» Your instructions: What is the number of lines in the data that contain "enum"? Nothing besides that number, please.
(Beginning of Extracted records)
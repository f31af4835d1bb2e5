//! Test utilities for TUI rendering verification
//!
//! Provides helpers for testing widgets and full-screen rendering using
//! ratatui's TestBackend, plus builders for the states the tests render.

use chrono::NaiveDate;
use ratatui::backend::TestBackend;
use ratatui::buffer::Buffer;
use ratatui::layout::Rect;
use ratatui::widgets::Widget;
use ratatui::{Frame, Terminal};

use labtable_app::config::Settings;
use labtable_app::state::{AppPhase, AppState};
use labtable_core::LogDate;

/// Standard test terminal size
pub const TEST_WIDTH: u16 = 120;
pub const TEST_HEIGHT: u16 = 30;

/// Test utility wrapper around ratatui's TestBackend terminal.
pub struct TestTerminal {
    pub terminal: Terminal<TestBackend>,
}

impl TestTerminal {
    /// Create a new test terminal with standard dimensions (120x30)
    pub fn new() -> Self {
        Self::with_size(TEST_WIDTH, TEST_HEIGHT)
    }

    pub fn with_size(width: u16, height: u16) -> Self {
        let backend = TestBackend::new(width, height);
        let terminal = Terminal::new(backend).expect("Failed to create test terminal");
        Self { terminal }
    }

    pub fn area(&self) -> Rect {
        let size = self.terminal.size().expect("Failed to get terminal size");
        Rect::new(0, 0, size.width, size.height)
    }

    /// Render a widget to the terminal
    pub fn render_widget<W: Widget>(&mut self, widget: W, area: Rect) {
        self.terminal
            .draw(|frame| frame.render_widget(widget, area))
            .expect("Failed to render widget");
    }

    /// Draws a full frame, e.g. with `render::view`
    pub fn draw_with<F>(&mut self, f: F)
    where
        F: FnOnce(&mut Frame),
    {
        self.terminal.draw(f).expect("Failed to draw frame");
    }

    pub fn buffer(&self) -> &Buffer {
        self.terminal.backend().buffer()
    }

    /// Check if the buffer contains a string anywhere
    pub fn buffer_contains(&self, text: &str) -> bool {
        buffer_to_string(self.buffer()).contains(text)
    }

    /// Check if a specific line contains text
    pub fn line_contains(&self, line: u16, text: &str) -> bool {
        get_line_content(self.buffer(), line).contains(text)
    }

    /// Row index of the first line containing `text`
    pub fn find_line(&self, text: &str) -> Option<u16> {
        let buffer = self.buffer();
        (0..buffer.area.height).find(|&y| get_line_content(buffer, y).contains(text))
    }

    /// Get all content as a string (for debugging)
    pub fn content(&self) -> String {
        buffer_to_string(self.buffer())
    }
}

impl Default for TestTerminal {
    fn default() -> Self {
        Self::new()
    }
}

fn buffer_to_string(buffer: &Buffer) -> String {
    let mut result = String::new();
    for y in 0..buffer.area.height {
        result.push_str(&get_line_content(buffer, y));
        result.push('\n');
    }
    result
}

fn get_line_content(buffer: &Buffer, line: u16) -> String {
    let mut result = String::new();
    if line < buffer.area.height {
        for x in 0..buffer.area.width {
            result.push_str(buffer[(x, line)].symbol());
        }
    }
    result
}

/// Editor with push disabled, loaded, holding `rows` empty rows
pub fn ready_editor(rows: usize) -> AppState {
    let mut settings = Settings::default();
    settings.push.enabled = false;
    let mut state = AppState::editor(settings, "memory");
    state.phase = AppPhase::Ready;
    for _ in 0..rows {
        state.table.add_row();
    }
    state
}

/// Loaded log viewer for 10/19/2026
pub fn ready_log_viewer() -> AppState {
    let date = LogDate::parse("10/19/2026").expect("valid date");
    let mut state = AppState::log_viewer(Settings::default(), date, "memory");
    state.phase = AppPhase::Ready;
    state
}

/// Start timestamp used by rendering tests
pub fn started_at() -> chrono::NaiveDateTime {
    NaiveDate::from_ymd_opt(2026, 10, 19)
        .and_then(|d| d.and_hms_opt(14, 3, 22))
        .expect("valid timestamp")
}
//! Settings store result handlers

use tracing::{debug, info, warn};

use labtable_core::{RowId, SaveStatus, SettingsDocument};

use crate::state::{AppPhase, AppState};
use crate::sync;

use super::UpdateResult;

pub fn handle_settings_loaded(state: &mut AppState, document: SettingsDocument) -> UpdateResult {
    if state.should_quit() {
        return UpdateResult::none();
    }

    let suffix = state.settings.table.port_suffix.clone();
    state.extra = sync::materialize(document, &mut state.table, &mut state.ports, &suffix);
    state.phase = AppPhase::Ready;
    state.clamp_cursor();

    info!(
        "Table loaded: {} rows, last test id {}",
        state.table.len(),
        state.table.last_tid()
    );
    UpdateResult::none()
}

pub fn handle_settings_load_failed(state: &mut AppState, error: String) -> UpdateResult {
    warn!("Loading the table failed: {}", error);
    if !state.should_quit() {
        state.phase = AppPhase::Ready;
    }
    state.flash_error(format!("Load failed: {error}"));
    UpdateResult::none()
}

pub fn handle_save_completed(state: &mut AppState, seq: u64, status: SaveStatus) -> UpdateResult {
    debug!("Save #{} answered '{}'", seq, status.status);
    if status.status == SaveStatus::SUCCESS {
        state.flash_info(status.status);
    } else {
        warn!("Save #{} was not accepted: {}", seq, status.status);
        state.flash_error(status.status);
    }
    UpdateResult::none()
}

pub fn handle_save_failed(state: &mut AppState, seq: u64, error: String) -> UpdateResult {
    warn!("Save #{} failed: {}", seq, error);
    state.flash_error(format!("Save failed: {error}"));
    UpdateResult::none()
}

/// The backend removed the test; only now does the row leave the table.
pub fn handle_test_deleted(state: &mut AppState, rowid: RowId) -> UpdateResult {
    if state.table.remove_by_rowid(rowid).is_some() {
        state.clamp_cursor();
        state.flash_info(format!("Deleted test {rowid}"));
    }
    UpdateResult::none()
}

pub fn handle_delete_failed(state: &mut AppState, rowid: RowId, error: String) -> UpdateResult {
    warn!("Deleting test {} failed: {}", rowid, error);
    state.flash_error(format!("Delete of test {rowid} failed: {error}"));
    UpdateResult::none()
}
//! Terminal signals end the session: SIGINT or SIGTERM on unix, Ctrl+C
//! elsewhere. Each becomes a [`Message::Quit`] for the update loop.

use tokio::sync::{mpsc, watch};

use labtable_core::prelude::*;

use crate::message::Message;

/// Signal that ended the session
#[derive(Debug, Clone, Copy, PartialEq, Eq)]
#[cfg_attr(not(unix), allow(dead_code))]
enum ShutdownSignal {
    Interrupt,
    Terminate,
}

impl ShutdownSignal {
    fn name(self) -> &'static str {
        match self {
            ShutdownSignal::Interrupt => "SIGINT",
            ShutdownSignal::Terminate => "SIGTERM",
        }
    }
}

/// Spawn the signal listener.
///
/// The task ends after forwarding one quit, or as soon as `shutdown_rx`
/// turns `true`.
pub fn spawn_signal_handler(tx: mpsc::Sender<Message>, mut shutdown_rx: watch::Receiver<bool>) {
    tokio::spawn(async move {
        tokio::select! {
            received = next_signal() => match received {
                Ok(signal) => {
                    info!("{} received, quitting", signal.name());
                    let _ = tx.send(Message::Quit).await;
                }
                Err(e) => error!("Signal handler error: {}", e),
            },
            _ = async { let _ = shutdown_rx.wait_for(|quit| *quit).await; } => {
                debug!("Signal handler stopped");
            }
        }
    });
}

#[cfg(unix)]
async fn next_signal() -> Result<ShutdownSignal> {
    use tokio::signal::unix::{signal, SignalKind};

    let listen = |kind: SignalKind, name: &str| {
        signal(kind).map_err(|e| Error::terminal(format!("Failed to install {name} handler: {e}")))
    };
    let mut interrupt = listen(SignalKind::interrupt(), "SIGINT")?;
    let mut terminate = listen(SignalKind::terminate(), "SIGTERM")?;

    Ok(tokio::select! {
        _ = interrupt.recv() => ShutdownSignal::Interrupt,
        _ = terminate.recv() => ShutdownSignal::Terminate,
    })
}

#[cfg(not(unix))]
async fn next_signal() -> Result<ShutdownSignal> {
    tokio::signal::ctrl_c()
        .await
        .map_err(|e| Error::terminal(format!("Failed to listen for Ctrl+C: {e}")))?;
    Ok(ShutdownSignal::Interrupt)
}

#[cfg(test)]
mod tests {
    use super::*;
    use std::time::Duration;

    #[tokio::test]
    async fn test_no_quit_without_a_signal() {
        let (tx, mut rx) = mpsc::channel::<Message>(1);
        let (_shutdown_tx, shutdown_rx) = watch::channel(false);

        spawn_signal_handler(tx, shutdown_rx);
        tokio::time::sleep(Duration::from_millis(10)).await;

        assert!(rx.try_recv().is_err());
    }

    #[tokio::test]
    async fn test_listener_exits_on_shutdown() {
        let (tx, mut rx) = mpsc::channel::<Message>(1);
        let (shutdown_tx, shutdown_rx) = watch::channel(false);

        spawn_signal_handler(tx, shutdown_rx);
        shutdown_tx.send(true).unwrap();

        // Sender dropped with the task, without a quit
        let closed = tokio::time::timeout(Duration::from_secs(1), rx.recv())
            .await
            .unwrap();
        assert!(closed.is_none());
    }

    #[test]
    fn test_signal_names() {
        assert_eq!(ShutdownSignal::Interrupt.name(), "SIGINT");
        assert_eq!(ShutdownSignal::Terminate.name(), "SIGTERM");
    }
}
//! Settings store operations
//!
//! This module provides the [`TableBackend`] trait for loading and persisting
//! the table, and the [`Backend`] handle the application dispatches through.

use labtable_core::prelude::*;
use labtable_core::{LogDate, RowId, SaveStatus, SettingsDocument};

use crate::file::FileBackend;
use crate::http::HttpBackend;
#[cfg(any(test, feature = "test-helpers"))]
use crate::test_utils::MemoryBackend;

/// Settings store operations.
///
/// Every save sends the whole document; the store keeps whichever save
/// completes last.
#[trait_variant::make(TableBackend: Send)]
pub trait LocalTableBackend {
    /// Fetch the persisted table (`GET /table_load`)
    async fn load(&self) -> Result<SettingsDocument>;

    /// Replace the persisted table (`POST /table_save`)
    async fn save(&self, document: &SettingsDocument) -> Result<SaveStatus>;

    /// Fetch the test log of one day (`GET /<MM>/<DD>/<YYYY>/table_load`)
    async fn load_log(&self, date: LogDate) -> Result<SettingsDocument>;

    /// Delete one test from a day's log (`POST /<MM>/<DD>/<YYYY>/del_test`)
    async fn delete_test(&self, date: LogDate, rowid: RowId) -> Result<()>;

    /// Where the table lives, for the header bar
    fn describe(&self) -> String;
}

/// The store selected at startup.
///
/// The traits are not object safe, so dispatch goes through this enum.
/// Calls are fully qualified: the blanket `LocalTableBackend` impl makes
/// method syntax ambiguous while both traits are in scope.
#[derive(Debug, Clone)]
pub enum Backend {
    Http(HttpBackend),
    File(FileBackend),
    #[cfg(any(test, feature = "test-helpers"))]
    Memory(MemoryBackend),
}

impl TableBackend for Backend {
    async fn load(&self) -> Result<SettingsDocument> {
        match self {
            Backend::Http(b) => TableBackend::load(b).await,
            Backend::File(b) => TableBackend::load(b).await,
            #[cfg(any(test, feature = "test-helpers"))]
            Backend::Memory(b) => TableBackend::load(b).await,
        }
    }

    async fn save(&self, document: &SettingsDocument) -> Result<SaveStatus> {
        match self {
            Backend::Http(b) => TableBackend::save(b, document).await,
            Backend::File(b) => TableBackend::save(b, document).await,
            #[cfg(any(test, feature = "test-helpers"))]
            Backend::Memory(b) => TableBackend::save(b, document).await,
        }
    }

    async fn load_log(&self, date: LogDate) -> Result<SettingsDocument> {
        match self {
            Backend::Http(b) => TableBackend::load_log(b, date).await,
            Backend::File(b) => TableBackend::load_log(b, date).await,
            #[cfg(any(test, feature = "test-helpers"))]
            Backend::Memory(b) => TableBackend::load_log(b, date).await,
        }
    }

    async fn delete_test(&self, date: LogDate, rowid: RowId) -> Result<()> {
        match self {
            Backend::Http(b) => TableBackend::delete_test(b, date, rowid).await,
            Backend::File(b) => TableBackend::delete_test(b, date, rowid).await,
            #[cfg(any(test, feature = "test-helpers"))]
            Backend::Memory(b) => TableBackend::delete_test(b, date, rowid).await,
        }
    }

    fn describe(&self) -> String {
        match self {
            Backend::Http(b) => TableBackend::describe(b),
            Backend::File(b) => TableBackend::describe(b),
            #[cfg(any(test, feature = "test-helpers"))]
            Backend::Memory(b) => TableBackend::describe(b),
        }
    }
}

impl From<HttpBackend> for Backend {
    fn from(backend: HttpBackend) -> Self {
        Backend::Http(backend)
    }
}

impl From<FileBackend> for Backend {
    fn from(backend: FileBackend) -> Self {
        Backend::File(backend)
    }
}

#[cfg(any(test, feature = "test-helpers"))]
impl From<MemoryBackend> for Backend {
    fn from(backend: MemoryBackend) -> Self {
        Backend::Memory(backend)
    }
}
(End of Extracted records)
» Expected answer: 3